Microsoft profits have soared throughout the pandemic thanks to ongoing demand for its software and cloud computing services for remote work and study.
It posted revenue of 45.3 billion dollars (£32.9 billion) in its fiscal first quarter, up 22% from last year.
Analysts had been looking for revenue of 44 billion dollars (£32 billion), according to FactSet Research.
Microsoft’s stock rose almost 2% in after-hours trading.
Sales from what Microsoft calls its “intelligent cloud” segment, which includes server products and its Azure cloud computing platform, were 17 billion dollars (£12.3 billion), up 31% from a year ago.
The company has been fiercely competing with Amazon, Google and other cloud providers for big business and government contracts.
There was relatively slower growth in Microsoft’s personal computing business segment, which includes Windows software licences for new computers.
Sales in the segment grew by 12% to 13.3 billion dollars (£9.6 billion).
Microsoft has been unveiling the next generation of its Windows software, called Windows 11, its first major update in six years.
But the PC market has also been hit by supply chain problems.
Revenue from Microsoft’s LinkedIn jobs networking service increased 42% from the same time last year.
The company earlier this month announced it will be halting its localised version of LinkedIn in mainland China, citing tightening government restrictions affecting the only major Western social networking platform still operating in the country.
LinkedIn does not disclose how much of its revenue comes from China, but it reports having more than 54 million members in the country, its third-largest user base after the US and India.
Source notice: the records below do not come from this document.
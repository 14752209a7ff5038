//! Common utilities for integration tests.
//!
//! Provides an in-process fake KUMO router served with axum. It answers the
//! `/config` endpoint like the device does and records every request, so tests
//! can assert call counts and written parameters.

use alloc::{collections::VecDeque, sync::Arc};
use core::{
    net::SocketAddr,
    sync::atomic::{AtomicBool, AtomicU64, AtomicUsize, Ordering},
    time::Duration,
};
use std::{collections::HashMap, time::Instant};

use axum::{
    Json, Router,
    extract::{Query, State},
    http::StatusCode,
    response::{IntoResponse, Response},
    routing::get,
};
use kumo_bridge::{
    KumoConfig, SessionManager,
    config::{DeviceConfig, TimingConfig},
};
use kumo_common::{
    ConfigEvent, ConnectResponse, Line, ParamId, ParamResponse, ParamValue, Port, Request,
};
use parking_lot::Mutex;
use tokio::task::JoinHandle;

/// How long the fake holds an idle long poll before answering `[]`.
const POLL_HOLD: Duration = Duration::from_secs(30);

/// Recorded traffic and knobs of the fake router.
#[derive(Default)]
pub struct DeviceState {
    pub connects: AtomicUsize,
    pub gets: AtomicUsize,
    pub polls: AtomicUsize,
    pub fail_connect: AtomicBool,
    pub fail_gets: AtomicBool,
    pub fail_polls: AtomicBool,
    pub get_delay_ms: AtomicU64,
    next_connection: AtomicU64,
    routes: Mutex<HashMap<u32, u32>>,
    sets: Mutex<Vec<(ParamId, String)>>,
    events: Mutex<VecDeque<Vec<ConfigEvent>>>,
}

impl DeviceState {
    pub fn set_route(&self, destination: u32, source: u32) {
        self.routes.lock().insert(destination, source);
    }

    /// Queue a batch for the next long poll.
    pub fn push_events(&self, batch: Vec<ConfigEvent>) {
        self.events.lock().push_back(batch);
    }

    pub fn sets(&self) -> Vec<(ParamId, String)> {
        self.sets.lock().clone()
    }

    fn value_of(&self, param: ParamId) -> Option<ParamValue> {
        Some(match param {
            ParamId::DestinationStatus(destination) => {
                let source = self.routes.lock().get(&destination).copied().unwrap_or(1);
                ParamValue::Integer(i64::from(source))
            }
            ParamId::Name { port, index, line } => {
                let prefix = match port {
                    Port::Destination => "DST",
                    Port::Source => "SRC",
                };
                match line {
                    Line::First => ParamValue::Text(format!("{prefix} {index}")),
                    Line::Second => ParamValue::Text(String::new()),
                }
            }
            ParamId::Salvo(index) => ParamValue::Named {
                name: format!("Salvo {index}"),
            },
            ParamId::TakeSalvo => return None,
        })
    }
}

async fn config_endpoint(
    State(device): State<Arc<DeviceState>>,
    Query(query): Query<HashMap<String, String>>,
) -> Response {
    let Ok(request) = Request::from_query(&query) else {
        return StatusCode::BAD_REQUEST.into_response();
    };
    match request {
        Request::Connect => {
            device.connects.fetch_add(1, Ordering::SeqCst);
            if device.fail_connect.load(Ordering::SeqCst) {
                return StatusCode::SERVICE_UNAVAILABLE.into_response();
            }
            let id = device.next_connection.fetch_add(1, Ordering::SeqCst) + 1;
            Json(ConnectResponse {
                connectionid: id.to_string(),
            })
            .into_response()
        }
        Request::Get(param) => {
            device.gets.fetch_add(1, Ordering::SeqCst);
            let delay = device.get_delay_ms.load(Ordering::SeqCst);
            if delay > 0 {
                tokio::time::sleep(Duration::from_millis(delay)).await;
            }
            if device.fail_gets.load(Ordering::SeqCst) {
                return StatusCode::INTERNAL_SERVER_ERROR.into_response();
            }
            match device.value_of(param) {
                Some(value) => Json(ParamResponse { value }).into_response(),
                None => StatusCode::BAD_REQUEST.into_response(),
            }
        }
        Request::Set { param, value } => {
            device.sets.lock().push((param, value.clone()));
            if let ParamId::DestinationStatus(destination) = param
                && let Ok(source) = value.parse::<u32>()
            {
                device.set_route(destination, source);
                device.push_events(vec![ConfigEvent {
                    param_id: Some(param.to_string()),
                    int_value: Some(i64::from(source)),
                    str_value: None,
                }]);
            }
            Json(serde_json::json!({})).into_response()
        }
        Request::WaitForConfigEvents { .. } => {
            device.polls.fetch_add(1, Ordering::SeqCst);
            if device.fail_polls.load(Ordering::SeqCst) {
                return StatusCode::INTERNAL_SERVER_ERROR.into_response();
            }
            let start = Instant::now();
            loop {
                if let Some(batch) = device.events.lock().pop_front() {
                    return Json(batch).into_response();
                }
                if start.elapsed() > POLL_HOLD {
                    return Json(Vec::<ConfigEvent>::new()).into_response();
                }
                tokio::time::sleep(Duration::from_millis(10)).await;
            }
        }
    }
}

/// A running fake router. The server stops when this is dropped.
pub struct FakeKumo {
    pub addr: SocketAddr,
    pub device: Arc<DeviceState>,
    server: JoinHandle<()>,
}

impl Drop for FakeKumo {
    fn drop(&mut self) {
        self.server.abort();
    }
}

impl FakeKumo {
    pub async fn start() -> Self {
        let device = Arc::new(DeviceState::default());
        let app = Router::new()
            .route("/config", get(config_endpoint))
            .with_state(Arc::clone(&device));
        let listener = tokio::net::TcpListener::bind("127.0.0.1:0")
            .await
            .expect("failed to bind fake router");
        let addr = listener.local_addr().unwrap();
        let server = tokio::spawn(async move {
            axum::serve(listener, app).await.unwrap();
        });
        Self {
            addr,
            device,
            server,
        }
    }

    /// Config pointing at this fake with fast timings.
    pub fn config(&self, destinations: u32, sources: u32) -> KumoConfig {
        KumoConfig {
            device: DeviceConfig {
                ip: self.addr.to_string(),
                model: None,
                source_count: Some(sources),
                destination_count: Some(destinations),
            },
            timing: TimingConfig {
                stagger_interval_ms: 1,
                reconnect_delay_ms: 300,
                connect_timeout_ms: 1000,
                fetch_timeout_ms: 1000,
                poll_timeout_ms: 60_000,
                action_timeout_ms: 1000,
            },
        }
    }
}

/// Connect a manager and wait until the bulk sync finished.
pub async fn ready_manager(config: KumoConfig) -> SessionManager {
    let manager = SessionManager::new(config).unwrap();
    manager.connect();
    assert!(
        manager.wait_until_ready(Duration::from_secs(5)).await,
        "manager did not become ready, status {}",
        manager.status()
    );
    manager
}

/// Poll `check` until it holds or `timeout_ms` elapsed.
pub async fn wait_for(timeout_ms: u64, mut check: impl FnMut() -> bool) -> bool {
    let start = Instant::now();
    while !check() {
        if start.elapsed() > Duration::from_millis(timeout_ms) {
            return false;
        }
        tokio::time::sleep(Duration::from_millis(10)).await;
    }
    true
}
Microsoft also reported a short-term tax benefit of 3.3 billion dollars (£2.4 billion) from its transfer of certain intangible property from its Puerto Rico subsidiary.
The company had come under the scrutiny of the Internal Revenue Service over how it structured a Puerto Rico facility starting in 2005, leading a federal judge last year to say Microsoft was likely trying to avoid or evade paying US taxes through its cost-sharing arrangement with the affiliate.